Text: Silvia Dallinger

Im Mai 1933 fand sowohl die offizielle ‚Türkenbefreiungsfeier‘ auf Seiten der Christlichsozialen als auch Gegenveranstaltungen der SozialdemokratInnen und der NationalsozialistInnen statt:

Warum wurden die Feiern vorgezogen?

Warum wurden die Feiern vorgezogen?

Unklar ist, warum die ersten Feiern zum 250-jährigen Jubiläum bereits im Mai und nicht wie sonst üblich erst im September veranstaltet wurden. Schließlich fand die siegreiche Entsatzschlacht gegen das osmanische Heer am 12. September 1683 statt. Zum Mai 1683 besteht kein hingegen kein offensichtlicher historischer Bezug.

Mögliche Gründe dafür könnten in den wachsenden politischen Machtkämpfen zwischen den politischen Lagern dieser Zeit zu finden sein. Bundeskanzler Engelbert Dollfuß kam nach der Ernennung Adolf Hitlers zum Reichskanzler des Deutschen Reiches am 30. Jänner 1933 in Zugzwang. Auch die Wahlerfolge der österreichischen NationalsozialistInnen nahmen stetig zu: Diese konnten ihre Mitgliederzahl ab 1930 jedes Jahr verdoppeln. Die Machtkämpfe mit den politischen Gegnern der Christlichsozialen veranlassten Dollfuß am 4. März 1933 schließlich zur Auflösung des Parlaments.

Für die Legitimation seines autoritär geführten Staates schien sich die ‚Türkenbefreiungsfeier‘ besonders anzubieten, sie wurde somit vorgezogen. Die Feiern im Mai könnten auch als Machtdemonstration gegenüber den SozialdemokratInnen verstanden werden, deren traditioneller Aufmarsch am 1. Mai auf der Ringstraße verboten worden war.

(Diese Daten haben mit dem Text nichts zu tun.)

//! ASCII armor decoding shared by the OpenPGP and SSH signature formats.

use base64::{engine::general_purpose::STANDARD as BASE64, Engine};

use crate::error::{TrustError, TrustResult};

fn armor_error(reason: impl Into<String>) -> TrustError {
    TrustError::Armor {
        reason: reason.into(),
    }
}

/// Decode the first `-----BEGIN {label}-----` block in `text`.
///
/// Armor headers (`Key: value`) are skipped. A trailing `=XXXX` CRC-24 line is
/// checked when present.
pub fn decode(text: &str, label: &str) -> TrustResult<Vec<u8>> {
    let begin = format!("-----BEGIN {}-----", label);
    let end = format!("-----END {}-----", label);

    let mut lines = text.lines().map(str::trim);
    if !lines.by_ref().any(|line| line == begin) {
        return Err(armor_error(format!("missing {} header", label)));
    }

    let mut body = String::new();
    let mut checksum = None;
    let mut closed = false;
    for line in lines {
        if line == end {
            closed = true;
            break;
        }
        if line.is_empty() || line.contains(':') {
            continue;
        }
        if line.len() == 5 && line.starts_with('=') {
            checksum = Some(&line[1..]);
            continue;
        }
        body.push_str(line);
    }
    if !closed {
        return Err(armor_error(format!("missing {} footer", label)));
    }

    let data = BASE64
        .decode(body.as_bytes())
        .map_err(|e| armor_error(format!("invalid base64 body: {}", e)))?;
    if data.is_empty() {
        return Err(armor_error("empty armor body"));
    }

    if let Some(checksum) = checksum {
        let expected = BASE64
            .decode(checksum.as_bytes())
            .map_err(|e| armor_error(format!("invalid checksum encoding: {}", e)))?;
        let actual = crc24(&data).to_be_bytes();
        if expected.as_slice() != &actual[1..] {
            return Err(armor_error("checksum mismatch"));
        }
    }

    Ok(data)
}

/// Encode `data` as an armor block, 64 columns per line, with checksum when
/// `with_checksum` is set.
pub fn encode(data: &[u8], label: &str, with_checksum: bool) -> String {
    let encoded = BASE64.encode(data);
    let mut out = format!("-----BEGIN {}-----\n", label);
    if with_checksum {
        out.push('\n');
    }
    for chunk in encoded.as_bytes().chunks(64) {
        out.push_str(&String::from_utf8_lossy(chunk));
        out.push('\n');
    }
    if with_checksum {
        let crc = crc24(data).to_be_bytes();
        out.push('=');
        out.push_str(&BASE64.encode(&crc[1..]));
        out.push('\n');
    }
    out.push_str(&format!("-----END {}-----\n", label));
    out
}

/// CRC-24 as used by OpenPGP armor.
pub(crate) fn crc24(data: &[u8]) -> u32 {
    let mut crc: u32 = 0x00B7_04CE;
    for &byte in data {
        crc ^= u32::from(byte) << 16;
        for _ in 0..8 {
            crc <<= 1;
            if crc & 0x0100_0000 != 0 {
                crc ^= 0x0186_4CFB;
            }
        }
    }
    crc & 0x00FF_FFFF
}
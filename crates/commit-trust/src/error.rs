//! Error types for the trust engine.

/// Trust engine errors.
///
/// These never escape the resolvers: each one is converted at the tier
/// boundary into a terminal [`Verdict`](crate::Verdict).
#[derive(Debug, thiserror::Error)]
pub enum TrustError {
    /// A key or identity lookup failed in the backing store.
    #[error("lookup failed: {message}")]
    Lookup { message: String },

    /// The caller cancelled the request.
    #[error("request cancelled")]
    Cancelled,

    /// The request deadline passed before the lookup completed.
    #[error("request deadline exceeded")]
    DeadlineExceeded,

    /// Signing configuration could not be loaded.
    #[error("configuration error: {message}")]
    Config { message: String },

    /// ASCII armor could not be decoded.
    #[error("invalid armor: {reason}")]
    Armor { reason: String },

    /// OpenPGP packet could not be parsed.
    #[error("invalid signature packet: {reason}")]
    Packet { reason: String },

    /// SSH public key could not be parsed.
    #[error("invalid ssh public key: {reason}")]
    SshKey { reason: String },

    /// SSH signature could not be parsed or did not verify.
    #[error("ssh signature rejected: {reason}")]
    SshSignature { reason: String },

    /// The cryptographic backend failed to process a key or signature.
    #[error("signature backend error: {message}")]
    Backend { message: String },
}

impl TrustError {
    /// Shorthand for a store lookup failure.
    pub fn lookup(message: impl Into<String>) -> Self {
        Self::Lookup {
            message: message.into(),
        }
    }

    /// Shorthand for a configuration failure.
    pub fn config(message: impl Into<String>) -> Self {
        Self::Config {
            message: message.into(),
        }
    }

    /// Shorthand for a backend failure.
    pub fn backend(message: impl Into<String>) -> Self {
        Self::Backend {
            message: message.into(),
        }
    }

    /// Whether the caller cancelled the request or its deadline passed.
    pub fn is_interruption(&self) -> bool {
        matches!(self, Self::Cancelled | Self::DeadlineExceeded)
    }

    /// Whether the error means "trust could not be determined right now"
    /// rather than "the input is bad".
    pub fn is_infrastructure(&self) -> bool {
        matches!(
            self,
            Self::Lookup { .. } | Self::Cancelled | Self::DeadlineExceeded | Self::Config { .. }
        )
    }
}

/// Result type for trust engine operations.
pub type TrustResult<T> = Result<T, TrustError>;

Der austrofaschistische Ständestaat versuchte in der Folge, den 1. Mai zum ‚Tag der Verfassung‘ umzufunktionieren. Festgottesdienste, Militärparaden und Huldigungszüge der Stände vor den neuen Machthabern prägten nun das Bild dieses Feiertages. (Renner-Institut)

Obwohl der Ministerrat am 7. März 1933 ein Versammlungs- und Aufmarschverbot erlassen hatte, erteilte die Regierung am 12. Mai „besonders patriotischen staatsfördernden Veranstaltungen“ (Wiener Zeitung 14.05.1933: 6) eine Ausnahmegenehmigung. Die ‚Türkenbefreiungsfeier‘ des Heimatschutzes wurde also vom Aufmarschverbot ausgenommen, während die anderen politischen Lager andere Mittel und Wege finden mussten, um ihre Protestveranstaltungen zu organisieren.

Literatur

Literatur

Ackerl, Isabella (1984): Die Türkenbefreiungsfeiern des Jahres 1933. Historische Jubiläen als politische Propagandavehikel. In: Geschichte und Gegenwart, Vierteljahreshefte für Zeitgeschichte, Gesellschaftsanalyse und politische Bildung, 3. Jg. Wien, 18–26.

Renner-Institut: Der 1. Mai: Vom „Rebellensonntag“ zum „allgemeinen Ruhe- und Festtag“, 21.09.2020.

Wiener Zeitung (14.05.1933): Die Türkenbefreiungsfeier des Heimatschutzes, 6, 21.09.2009.

Wikipedia: Österreich in der Zeit des Nationalsozialismus, 21.09.2020.